How to finance a newly constructed home

Senior loan officer offers several pieces of advice for buyers

By Michele Lerner, Special to The Washington Post
Published: September 24, 2019, 6:02am

Financing a newly built home is typically similar to paying for an existing home, as long as you’re buying a home that’s part of a community under construction and not a custom home. But the cash you need for a deposit, a down payment and closing costs could be a little different when you’re purchasing new construction.

We asked Karla Melgar, a senior loan officer with Embrace Home Loans in Annapolis, Md., for her advice about cash needs for a newly built home.

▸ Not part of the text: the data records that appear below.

use crate::{Rgba, RgbaSource};

/// Error indicating an invalid [`Window`] for a given source
#[derive(Debug, thiserror::Error)]
pub enum CropError {
    #[error("the given window coordinates go out of the parent's image bounds")]
    WindowSizeOutOfBounds,

    #[error("the window must not be empty")]
    EmptyWindow,
}

/// Rect used to mark the "cropping" window
#[derive(Debug, Clone, Copy, PartialEq, Eq)]
pub struct Window {
    pub x: usize,
    pub y: usize,
    pub width: usize,
    pub height: usize,
}

/// Wrapper around an [`RgbaSource`] and a [`Window`] cropping the wrapped source
pub struct Cropped<T>(T, Window);

impl<T: RgbaSource> Cropped<T> {
    pub fn new(t: T, window: Window) -> Result<Self, CropError> {
        if window.width == 0 || window.height == 0 {
            return Err(CropError::EmptyWindow);
        }

        let w = window
            .x
            .checked_add(window.width)
            .ok_or(CropError::WindowSizeOutOfBounds)?;

        let h = window
            .y
            .checked_add(window.height)
            .ok_or(CropError::WindowSizeOutOfBounds)?;

        if (w > t.width()) || (h > t.height()) {
            return Err(CropError::WindowSizeOutOfBounds);
        }

        Ok(Self(t, window))
    }

    pub fn window(&self) -> Window {
        self.1
    }

    pub fn into_inner(self) -> T {
        self.0
    }
}

impl<T: RgbaSource> RgbaSource for Cropped<T> {
    fn width(&self) -> usize {
        self.1.width
    }

    fn height(&self) -> usize {
        self.1.height
    }

    fn has_alpha(&self) -> bool {
        self.0.has_alpha()
    }

    fn read_span(&self, x: usize, y: usize, dst: &mut [Rgba]) {
        self.0.read_span(self.1.x + x, self.1.y + y, dst)
    }
}
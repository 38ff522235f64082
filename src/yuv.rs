//! Fixed-point BT.601 RGB to YUV (limited range) conversion.

pub const YUV_FIX: u32 = 16;
pub const YUV_HALF: i32 = 1 << (YUV_FIX - 1);

/// Rounding used for luma computed from full resolution samples
pub const Y_ROUNDING: i32 = YUV_HALF;

/// Rounding used for chroma computed from accumulated samples, which carry two extra bits
pub const UV_ROUNDING: i32 = YUV_HALF << 2;

#[inline(always)]
fn clip_uv(uv: i32, rounding: i32) -> u8 {
    let uv = (uv + rounding + (128 << (YUV_FIX + 2))) >> (YUV_FIX + 2);

    uv.clamp(0, 255) as u8
}

/// Luma from 8 bit samples. The coefficients and the `16 << 16` offset cannot leave `16..=235`
/// for valid input, so the result is not clipped.
#[inline(always)]
pub fn rgb_to_y(r: i32, g: i32, b: i32, rounding: i32) -> u8 {
    let luma = 16839 * r + 33059 * g + 6420 * b;

    ((luma + rounding + (16 << YUV_FIX)) >> YUV_FIX) as u8
}

/// U from samples scaled by 4 (see [`linear_to_gamma`](crate::gamma)), saturated to `0..=255`
#[inline(always)]
pub fn rgb_to_u(r: i32, g: i32, b: i32, rounding: i32) -> u8 {
    let u = -9719 * r - 19081 * g + 28800 * b;

    clip_uv(u, rounding)
}

/// V from samples scaled by 4 (see [`linear_to_gamma`](crate::gamma)), saturated to `0..=255`
#[inline(always)]
pub fn rgb_to_v(r: i32, g: i32, b: i32, rounding: i32) -> u8 {
    let v = 28800 * r - 24116 * g - 4684 * b;

    clip_uv(v, rounding)
}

1. Deposit: Builders require a deposit when you write a contract. It can be as little as $1,000 or as much as 5 percent of the purchase price, depending on the sales price and the type of loan. Some builders may be willing to work with you if you do not have the full deposit when the contract is written. Be honest with the builder’s sales agent, so you can negotiate the amount and the timing of the deposit before you write the contract. Builders may allow you to make the deposit in two installments, with the final installment usually due before the builder breaks ground. If that is the case, you should make sure the deposit dates and amounts are spelled out clearly in the contract.

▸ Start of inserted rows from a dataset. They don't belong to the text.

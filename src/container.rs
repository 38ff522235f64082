use crate::{BitWriter, EncodeError};
use log::debug;
use std::io::Write;

const RIFF_MAGIC: &[u8; 4] = b"RIFF";
const WEBP_MAGIC: &[u8; 4] = b"WEBP";
const VP8_MAGIC: &[u8; 4] = b"VP8 ";
const VP8L_MAGIC: &[u8; 4] = b"VP8L";

/// First byte of every lossless bitstream
const VP8L_SIGNATURE: u8 = 0x2f;

/// Size of the "WEBP" form type
const TAG_SIZE: usize = 4;
/// Fourcc and size of a chunk
const CHUNK_HEADER_SIZE: usize = 8;

/// Largest header: RIFF header, form type, chunk header and the lossless signature
const MAX_HEADER_SIZE: usize = 8 + TAG_SIZE + CHUNK_HEADER_SIZE + 1;

/// Finish `writer` and write it as a single chunk RIFF/WebP file into `sink`.
///
/// ```text
/// "RIFF" | riff size u32le | "WEBP" | "VP8 "/"VP8L" | chunk size u32le | [0x2f] | payload | [0x00]
/// ```
///
/// For lossless streams the chunk size includes the signature byte. Chunks must have an even
/// size, odd payloads are followed by a zero byte that is counted in the RIFF size but not in the
/// chunk size.
///
/// Returns the number of bytes written. Errors of `sink` are returned as they are, the sink's
/// content is undefined in that case.
pub fn write_framed_stream<W: Write>(
    writer: &mut BitWriter,
    mut sink: W,
) -> Result<usize, EncodeError> {
    writer.finish()?;

    let lossless = writer.is_lossless();

    let payload_size = writer.len() + usize::from(lossless);
    let pad = payload_size & 1;
    let riff_size = TAG_SIZE + CHUNK_HEADER_SIZE + payload_size + pad;

    let riff_size_field =
        u32::try_from(riff_size).map_err(|_| EncodeError::PayloadTooLarge(payload_size))?;
    let payload_size_field = payload_size as u32;

    let mut header = [0u8; MAX_HEADER_SIZE];
    header[0..4].copy_from_slice(RIFF_MAGIC);
    header[4..8].copy_from_slice(&riff_size_field.to_le_bytes());
    header[8..12].copy_from_slice(WEBP_MAGIC);
    header[12..16].copy_from_slice(if lossless { VP8L_MAGIC } else { VP8_MAGIC });
    header[16..20].copy_from_slice(&payload_size_field.to_le_bytes());

    let header_len = if lossless {
        header[20] = VP8L_SIGNATURE;
        MAX_HEADER_SIZE
    } else {
        MAX_HEADER_SIZE - 1
    };

    debug!(
        "framing {} stream: payload {payload_size} bytes, riff size {riff_size}, pad {pad}",
        if lossless { "VP8L" } else { "VP8" }
    );

    sink.write_all(&header[..header_len])?;
    sink.write_all(writer.as_bytes())?;

    if pad == 1 {
        sink.write_all(&[0])?;
    }

    sink.flush()?;

    Ok(header_len + writer.len() + pad)
}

2. Paying for options: Depending on the sales contract, a builder may ask a buyer to pay for options when they are selected; that payment may be nonrefundable.

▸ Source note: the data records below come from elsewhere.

use crate::{EncodeError, GrowableBuffer};

/// Bit writer of the lossy (`VP8 `) bitstream, bits are packed MSB first
#[derive(Debug, Default, Clone)]
pub struct Vp8BitWriter {
    buffer: GrowableBuffer,
    bits: u64,
    used: u32,
    finished: bool,
}

/// Bit writer of the lossless (`VP8L`) bitstream, bits are packed LSB first
#[derive(Debug, Default, Clone)]
pub struct Vp8lBitWriter {
    buffer: GrowableBuffer,
    bits: u64,
    used: u32,
    finished: bool,
}

#[inline(always)]
fn mask(value: u32, n_bits: u32) -> u64 {
    u64::from(value) & ((1u64 << n_bits) - 1)
}

impl Vp8BitWriter {
    pub fn new() -> Self {
        Self::default()
    }

    /// Append the lowest `n_bits` (at most 32) of `value`
    pub fn put_bits(&mut self, value: u32, n_bits: u32) -> Result<(), EncodeError> {
        assert!(n_bits <= 32);

        if self.finished {
            return Err(EncodeError::WriterFinished);
        }

        self.bits = (self.bits << n_bits) | mask(value, n_bits);
        self.used += n_bits;

        while self.used >= 8 {
            self.used -= 8;
            self.buffer.push((self.bits >> self.used) as u8)?;
        }

        self.bits &= (1u64 << self.used) - 1;

        Ok(())
    }

    /// Zero pad the pending bits to a full byte. No writes are accepted afterwards.
    pub fn finish(&mut self) -> Result<(), EncodeError> {
        if self.finished {
            return Ok(());
        }

        if self.used > 0 {
            self.buffer.push((self.bits << (8 - self.used)) as u8)?;
            self.bits = 0;
            self.used = 0;
        }

        self.finished = true;

        Ok(())
    }

    fn pending_bits(&self) -> u32 {
        self.used
    }
}

impl Vp8lBitWriter {
    pub fn new() -> Self {
        Self::default()
    }

    /// Append the lowest `n_bits` (at most 32) of `value`
    pub fn put_bits(&mut self, value: u32, n_bits: u32) -> Result<(), EncodeError> {
        assert!(n_bits <= 32);

        if self.finished {
            return Err(EncodeError::WriterFinished);
        }

        self.bits |= mask(value, n_bits) << self.used;
        self.used += n_bits;

        if self.used >= 32 {
            self.buffer.append(&(self.bits as u32).to_le_bytes())?;
            self.bits >>= 32;
            self.used -= 32;
        }

        Ok(())
    }

    /// Flush the pending bits, zero padded to a full byte. No writes are accepted afterwards.
    pub fn finish(&mut self) -> Result<(), EncodeError> {
        if self.finished {
            return Ok(());
        }

        self.flush_bytes()?;

        if self.used > 0 {
            self.buffer.push(self.bits as u8)?;
            self.bits = 0;
            self.used = 0;
        }

        self.finished = true;

        Ok(())
    }

    /// Move all complete bytes into the buffer
    fn flush_bytes(&mut self) -> Result<(), EncodeError> {
        while self.used >= 8 {
            self.buffer.push(self.bits as u8)?;
            self.bits >>= 8;
            self.used -= 8;
        }

        Ok(())
    }

    fn pending_bits(&self) -> u32 {
        self.used
    }
}

/// Output of the entropy coder, either lossy or lossless.
///
/// Both share the [`GrowableBuffer`] arena and only differ in the bit order and in how they are
/// framed by [`write_framed_stream`](crate::write_framed_stream).
#[derive(Debug, Clone)]
pub enum BitWriter {
    Lossy(Vp8BitWriter),
    Lossless(Vp8lBitWriter),
}

impl BitWriter {
    pub fn new(lossless: bool) -> Self {
        if lossless {
            Self::Lossless(Vp8lBitWriter::new())
        } else {
            Self::Lossy(Vp8BitWriter::new())
        }
    }

    pub fn is_lossless(&self) -> bool {
        matches!(self, Self::Lossless(..))
    }

    pub fn put_bits(&mut self, value: u32, n_bits: u32) -> Result<(), EncodeError> {
        match self {
            Self::Lossy(w) => w.put_bits(value, n_bits),
            Self::Lossless(w) => w.put_bits(value, n_bits),
        }
    }

    /// Append whole bytes, the writer must be at a byte boundary
    pub fn append_bytes(&mut self, bytes: &[u8]) -> Result<(), EncodeError> {
        if self.is_finished() {
            return Err(EncodeError::WriterFinished);
        }

        if let Self::Lossless(w) = self {
            w.flush_bytes()?;
        }

        let pending = self.pending_bits();

        if pending != 0 {
            return Err(EncodeError::UnalignedWrite { pending });
        }

        self.buffer_mut().append(bytes)
    }

    /// Flush pending sub-byte state, after this call no writes are accepted
    pub fn finish(&mut self) -> Result<(), EncodeError> {
        match self {
            Self::Lossy(w) => w.finish(),
            Self::Lossless(w) => w.finish(),
        }
    }

    pub fn is_finished(&self) -> bool {
        match self {
            Self::Lossy(w) => w.finished,
            Self::Lossless(w) => w.finished,
        }
    }

    /// Logical length in bytes, counting pending bits as a (partial) byte
    pub fn len(&self) -> usize {
        self.buffer().len() + self.pending_bits().div_ceil(8) as usize
    }

    pub fn is_empty(&self) -> bool {
        self.len() == 0
    }

    /// Bytes allocated by the underlying buffer
    pub fn capacity(&self) -> usize {
        self.buffer().capacity()
    }

    /// Complete bytes written so far, all of them once finished
    pub fn as_bytes(&self) -> &[u8] {
        self.buffer().as_bytes()
    }

    fn buffer(&self) -> &GrowableBuffer {
        match self {
            Self::Lossy(w) => &w.buffer,
            Self::Lossless(w) => &w.buffer,
        }
    }

    fn buffer_mut(&mut self) -> &mut GrowableBuffer {
        match self {
            Self::Lossy(w) => &mut w.buffer,
            Self::Lossless(w) => &mut w.buffer,
        }
    }

    fn pending_bits(&self) -> u32 {
        match self {
            Self::Lossy(w) => w.pending_bits(),
            Self::Lossless(w) => w.pending_bits(),
        }
    }
}

#[cfg(test)]
mod tests {
    use super::*;

    #[test]
    fn lossless_is_lsb_first() {
        let mut w = BitWriter::new(true);

        w.put_bits(0x2f, 8).unwrap();
        w.put_bits(0b1, 1).unwrap();
        w.put_bits(0b10, 2).unwrap();

        assert_eq!(w.len(), 2);

        w.finish().unwrap();

        assert_eq!(w.as_bytes(), &[0x2f, 0b101]);
    }

    #[test]
    fn lossy_is_msb_first() {
        let mut w = BitWriter::new(false);

        w.put_bits(0x9d, 8).unwrap();
        w.put_bits(0b1, 1).unwrap();
        w.put_bits(0b10, 2).unwrap();

        assert_eq!(w.as_bytes(), &[0x9d]);
        assert_eq!(w.len(), 2);

        w.finish().unwrap();

        assert_eq!(w.as_bytes(), &[0x9d, 0b1100_0000]);
    }

    #[test]
    fn lossless_word_flush() {
        let mut w = Vp8lBitWriter::new();

        for _ in 0..5 {
            w.put_bits(0xabcd, 16).unwrap();
        }
        w.put_bits(0x7, 3).unwrap();
        w.finish().unwrap();

        assert_eq!(
            w.buffer.as_bytes(),
            &[0xcd, 0xab, 0xcd, 0xab, 0xcd, 0xab, 0xcd, 0xab, 0xcd, 0xab, 0x07]
        );
    }

    #[test]
    fn full_width_values() {
        let mut lossy = BitWriter::new(false);
        let mut lossless = BitWriter::new(true);

        lossy.put_bits(0x1234_5678, 32).unwrap();
        lossless.put_bits(0x1234_5678, 32).unwrap();

        lossy.finish().unwrap();
        lossless.finish().unwrap();

        assert_eq!(lossy.as_bytes(), &[0x12, 0x34, 0x56, 0x78]);
        assert_eq!(lossless.as_bytes(), &[0x78, 0x56, 0x34, 0x12]);
    }

    #[test]
    fn writes_after_finish_fail() {
        for lossless in [false, true] {
            let mut w = BitWriter::new(lossless);
            w.append_bytes(&[1, 2, 3]).unwrap();
            w.finish().unwrap();

            // finishing twice is harmless
            w.finish().unwrap();

            assert!(matches!(
                w.put_bits(1, 1),
                Err(EncodeError::WriterFinished)
            ));
            assert!(matches!(
                w.append_bytes(&[4]),
                Err(EncodeError::WriterFinished)
            ));
            assert_eq!(w.as_bytes(), &[1, 2, 3]);
        }
    }

    #[test]
    fn unaligned_byte_write() {
        for lossless in [false, true] {
            let mut w = BitWriter::new(lossless);
            w.put_bits(0b101, 3).unwrap();

            assert!(matches!(
                w.append_bytes(&[1]),
                Err(EncodeError::UnalignedWrite { pending: 3 })
            ));
        }

        // Complete bytes held in the lossless accumulator are flushed first
        let mut w = BitWriter::new(true);
        w.put_bits(0xff, 8).unwrap();
        w.append_bytes(&[1]).unwrap();
        w.finish().unwrap();

        assert_eq!(w.as_bytes(), &[0xff, 1]);
    }

    #[test]
    fn capacity_is_shared_growth_policy() {
        let mut w = BitWriter::new(true);
        assert_eq!(w.capacity(), 0);

        w.append_bytes(&[0; 3000]).unwrap();
        assert_eq!(w.capacity(), 3072);
        assert_eq!(w.len(), 3000);
    }
}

Buyers should read their sales contract carefully to have a clear understanding of what the home must appraise for to have the mortgage approved. If the home appraises for the base price, but not the base price plus the cost of options, the buyer would be paying for the options separately out of their own pocket – the cost of options could not be included in the mortgage amount. But if the home appraises for the base price plus the cost of options, then the cost of options could be included in the mortgage.

For example, if the base price of the home is $400,000 and the buyer orders $50,000 in options, the home would need to appraise for $450,000 to have the options included in the mortgage. If the home appraises for $400,000, then the buyer would need to pay for the $50,000 in options out of pocket, as the cost of options wouldn’t be included in the mortgage.

3. Down payment: Down payments vary based on the type of loan program. Veterans may be able to buy with no down payment. Others, including first-time home buyers, may need as little as 3.5 percent down for an FHA loan. Nongovernment or conventional loan programs also offer 3 percent down payment options as well as 5 percent down payment options. However, qualifying for them is a bit more difficult, and often private mortgage insurance is required.

4. Closing costs: Closing costs vary widely based on the county and state where you’re buying. In the Maryland area around the Beltway, for example, it will typically be 4 to 6 percent, which includes the prepaid items to set up escrow accounts such as homeowner’s insurance and property taxes. But around the country, closing costs that include prepaid items usually range anywhere from 2.5 percent to 6 percent of the sales price.

It’s important to get an estimate of closing costs from a mortgage professional who is familiar with new construction and the added closing costs you may incur. Also, some builders will even offer to pay all or a portion of your closing costs, but make sure this is stated clearly in the sales contract.